Chef Len Unwin reveals ‘stress-busting’ tips

Written by: Edward Waddell
As kitchen professionals admit to feeling more stressed than ever Len Unwin, chef and curriculum leader at Sheffield College, has unveiled his five top tips to reduce stress.

New research from BRITA Professional found that 81% of chefs feel stressed at work compared to 70% back in 2018. The research also found that eight out of ten chefs bring this stress home with them at the end of their working day.

The research identified the main causes of stress were staff shortages (57%), long working hours (39%) and time spent cleaning equipment (35%).

Unwin’s top five ‘stress-busting’ tips include:

Plan for success

For me, planning is vital for my mental health. Before I go home, I create a plan for the following day.

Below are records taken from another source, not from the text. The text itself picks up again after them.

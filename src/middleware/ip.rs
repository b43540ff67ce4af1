//! Client key derivation for rate limiting and auth-failure throttling.
//!
//! # Key Sources
//!
//! - [`RateLimitKeySource::Peer`]: the TCP peer address from Axum's
//!   `ConnectInfo<SocketAddr>` extension. Cannot be spoofed, but every client
//!   behind one proxy shares a key.
//! - [`RateLimitKeySource::Forwarded`]: first `X-Forwarded-For` value, then
//!   `X-Real-IP`, then the peer address.
//!
//! # Security Warning: IP Spoofing Risk
//!
//! Forwarded headers are client-controlled unless a reverse proxy overwrites
//! them. Use `forwarded` only behind such a proxy, and configure
//! `TRUSTED_PROXIES` so that headers arriving from any other peer are ignored:
//!
//! ```nginx
//! proxy_set_header X-Real-IP $remote_addr;
//! proxy_set_header X-Forwarded-For $remote_addr;
//! ```
//!
//! Forwarded values must parse as an IP address (optionally with a port);
//! anything else is ignored and the peer address is used instead.
//!
//! ## The "unknown" Fallback
//!
//! When no key can be derived (no `ConnectInfo`, no usable header), all such
//! requests share the `"unknown"` key and are collectively rate-limited.

use std::borrow::Cow;
use std::net::{IpAddr, SocketAddr};

use axum::extract::ConnectInfo;
use axum::http::Request;
use tracing::debug;

use crate::config::RateLimitKeySource;
use crate::error::{AppError, AppResult};

/// Fallback key when no client address can be determined.
pub const UNKNOWN_IP: &str = "unknown";

// =============================================================================
// Trusted Proxy CIDR Matching
// =============================================================================

/// Parsed CIDR network range for trusted proxy validation.
#[derive(Debug, Clone)]
pub struct CidrRange {
    /// Network address
    network: IpAddr,
    /// Prefix length (e.g., 24 for /24)
    prefix_len: u8,
}

impl CidrRange {
    /// Parse a CIDR notation string (e.g., "10.0.0.0/8" or "::1/128").
    ///
    /// A bare address is treated as /32 or /128. Returns `None` if the format
    /// is invalid.
    pub fn parse(cidr: &str) -> Option<Self> {
        let cidr = cidr.trim();
        let (addr, prefix) = match cidr.split_once('/') {
            Some((addr, prefix)) => (addr, Some(prefix)),
            None => (cidr, None),
        };

        let network: IpAddr = addr.parse().ok()?;
        let max_prefix = match network {
            IpAddr::V4(_) => 32,
            IpAddr::V6(_) => 128,
        };

        let prefix_len = match prefix {
            Some(p) => p.parse::<u8>().ok()?,
            None => max_prefix,
        };
        if prefix_len > max_prefix {
            return None;
        }

        Some(Self {
            network,
            prefix_len,
        })
    }

    /// Check if an IP address is contained within this CIDR range.
    pub fn contains(&self, ip: &IpAddr) -> bool {
        match (&self.network, ip) {
            (IpAddr::V4(net), IpAddr::V4(addr)) => {
                let mask = if self.prefix_len == 0 {
                    0
                } else {
                    u32::MAX << (32 - self.prefix_len)
                };
                (u32::from(*net) & mask) == (u32::from(*addr) & mask)
            }
            (IpAddr::V6(net), IpAddr::V6(addr)) => {
                let mask = if self.prefix_len == 0 {
                    0
                } else {
                    u128::MAX << (128 - self.prefix_len)
                };
                (u128::from(*net) & mask) == (u128::from(*addr) & mask)
            }
            _ => false,
        }
    }
}

/// Configuration for trusted proxy validation.
#[derive(Debug, Clone, Default)]
pub struct TrustedProxyConfig {
    ranges: Vec<CidrRange>,
}

impl TrustedProxyConfig {
    /// Create a new trusted proxy configuration from CIDR strings.
    ///
    /// # Errors
    ///
    /// `AppError::ConfigError` naming the first entry that is not a valid
    /// address or CIDR range. Entries are never skipped, since an empty list
    /// trusts every peer.
    pub fn new(cidrs: &[String]) -> AppResult<Self> {
        let ranges = cidrs
            .iter()
            .map(|cidr| {
                CidrRange::parse(cidr).ok_or_else(|| {
                    AppError::ConfigError(format!(
                        "TRUSTED_PROXIES entry `{cidr}` is not a valid address or CIDR range"
                    ))
                })
            })
            .collect::<AppResult<Vec<_>>>()?;

        if !ranges.is_empty() {
            debug!(count = ranges.len(), "Trusted proxy validation enabled");
        }

        Ok(Self { ranges })
    }

    /// Check if trusted proxy validation is enabled (any ranges configured).
    pub fn is_enabled(&self) -> bool {
        !self.ranges.is_empty()
    }

    /// Check if a peer address is a trusted proxy.
    ///
    /// Returns `true` when no ranges are configured (trust all mode).
    pub fn is_trusted(&self, ip: &IpAddr) -> bool {
        self.ranges.is_empty() || self.ranges.iter().any(|range| range.contains(ip))
    }
}

// =============================================================================
// Key Resolution
// =============================================================================

/// Derives the rate-limit key for a request.
#[derive(Debug, Clone, Default)]
pub struct ClientKeyResolver {
    source: RateLimitKeySource,
    trusted_proxies: TrustedProxyConfig,
}

impl ClientKeyResolver {
    /// # Errors
    ///
    /// See [`TrustedProxyConfig::new`].
    pub fn new(source: RateLimitKeySource, trusted_proxies: &[String]) -> AppResult<Self> {
        Ok(Self {
            source,
            trusted_proxies: TrustedProxyConfig::new(trusted_proxies)?,
        })
    }

    pub fn source(&self) -> RateLimitKeySource {
        self.source
    }

    /// Resolve the client key.
    ///
    /// Returns `Cow<'static, str>` - borrowed for "unknown" (no allocation),
    /// owned otherwise.
    pub fn resolve<B>(&self, req: &Request<B>) -> Cow<'static, str> {
        let peer = peer_ip(req);

        if self.source == RateLimitKeySource::Forwarded {
            let peer_trusted = peer.is_none_or(|ip| self.trusted_proxies.is_trusted(&ip));

            if peer_trusted {
                if let Some(forwarded) = forwarded_ip(req) {
                    return Cow::Owned(forwarded.to_string());
                }
            } else if req.headers().contains_key("x-forwarded-for")
                || req.headers().contains_key("x-real-ip")
            {
                debug!(
                    peer = ?peer,
                    "Ignoring forwarded headers from untrusted peer"
                );
            }
        }

        match peer {
            Some(ip) => Cow::Owned(ip.to_string()),
            None => Cow::Borrowed(UNKNOWN_IP),
        }
    }
}

/// Peer address recorded by `into_make_service_with_connect_info`.
#[inline]
fn peer_ip<B>(req: &Request<B>) -> Option<IpAddr> {
    req.extensions()
        .get::<ConnectInfo<SocketAddr>>()
        .map(|ConnectInfo(addr)| addr.ip())
}

/// First `X-Forwarded-For` entry, else `X-Real-IP`, if it parses as an address.
#[inline]
fn forwarded_ip<B>(req: &Request<B>) -> Option<IpAddr> {
    // Format: "client, proxy1, proxy2" - the first entry is the client
    if let Some(value) = req.headers().get("x-forwarded-for")
        && let Ok(value) = value.to_str()
        && let Some(ip) = value.split(',').next().and_then(parse_ip)
    {
        return Some(ip);
    }

    req.headers()
        .get("x-real-ip")
        .and_then(|v| v.to_str().ok())
        .and_then(parse_ip)
}

/// `1.2.3.4`, `::1`, `1.2.3.4:80` or `[::1]:80`.
fn parse_ip(value: &str) -> Option<IpAddr> {
    let value = value.trim();
    value
        .parse::<IpAddr>()
        .ok()
        .or_else(|| value.parse::<SocketAddr>().ok().map(|addr| addr.ip()))
}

This frees up my mind so that I don’t think about work at 2:00am, which prevents good-quality sleep – something that is key for health and wellbeing.

Take time to be creative

I enjoy taking part in creative group sessions with my team. We reward staff by doing something that takes us out of our normal activities, such as sugar and chocolate work. This is fun, relaxing and helps the team to bond whether it’s done in person or virtually.

Keep a tidy kitchen

Maintaining your workstation is a small but important job. It’s true what they say: an untidy workspace equals an untidy mind.

In my darkest times, I’d either have a manic work area or I’d clean obsessively. By creating a plan and checklist for yourself, you’ll become more efficient – and this will help to clear your mind.

Take responsibility for equipment 

Every member of the team needs to take some responsibility for keeping equipment in top condition. This is essential for boosting efficiency and productivity, as well as relieving the stress of unexpected breakdowns.

Knowing you can rely on your equipment gives you more time to focus on other priorities during a busy service.

Share a problem

We need to look out for each other. When someone is in a state of depression, they don’t always realise what’s wrong – I certainly didn’t, I just thought I wasn’t good enough.

So, don’t be afraid to speak up, and make time to listen. If you don’t get support from your direct supervisor, go higher. Remember that you are the business’ most valuable commodity, and worthy of their support and investment.